◆ WHAT IS NEEDED
Report back every line from the entries below in which the word "SystemClock" occurs.

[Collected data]

//! Time utilities and constants for ParlayPool.

use chrono::{DateTime, Duration, Utc};
use parking_lot::RwLock;

/// Protocol timing constants.
pub mod constants {
    use super::Duration;

    /// Default round length (one week).
    pub fn default_round_length() -> Duration {
        Duration::days(7)
    }

    /// Shortest round length accepted by configuration (one hour).
    pub fn min_round_length() -> Duration {
        Duration::hours(1)
    }
}

/// A timestamp (always UTC).
pub type Timestamp = DateTime<Utc>;

/// Get the current timestamp.
pub fn now() -> Timestamp {
    Utc::now()
}

/// Source of the current time for round boundaries.
pub trait Clock: Send + Sync {
    /// Current time.
    fn now(&self) -> Timestamp;
}

/// Wall-clock time.
#[derive(Debug, Clone, Copy, Default)]
pub struct SystemClock;

impl Clock for SystemClock {
    fn now(&self) -> Timestamp {
        now()
    }
}

/// A clock that only moves when told to. Used by tests and the simulator.
#[derive(Debug)]
pub struct ManualClock {
    current: RwLock<Timestamp>,
}

impl ManualClock {
    /// Create a clock frozen at `start`.
    pub fn new(start: Timestamp) -> Self {
        Self {
            current: RwLock::new(start),
        }
    }

    /// Move the clock forward.
    pub fn advance(&self, by: Duration) {
        *self.current.write() += by;
    }

    /// Jump to an absolute time.
    pub fn set(&self, to: Timestamp) {
        *self.current.write() = to;
    }
}

impl Default for ManualClock {
    fn default() -> Self {
        Self::new(now())
    }
}

impl Clock for ManualClock {
    fn now(&self) -> Timestamp {
        *self.current.read()
    }
}

/// Half-open interval `[start, end)`.
pub fn in_window(at: Timestamp, start: Timestamp, end: Timestamp) -> bool {
    at >= start && at < end
}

◆ RESULT OF THE EXERCISE
pub struct SystemClock;
impl Clock for SystemClock {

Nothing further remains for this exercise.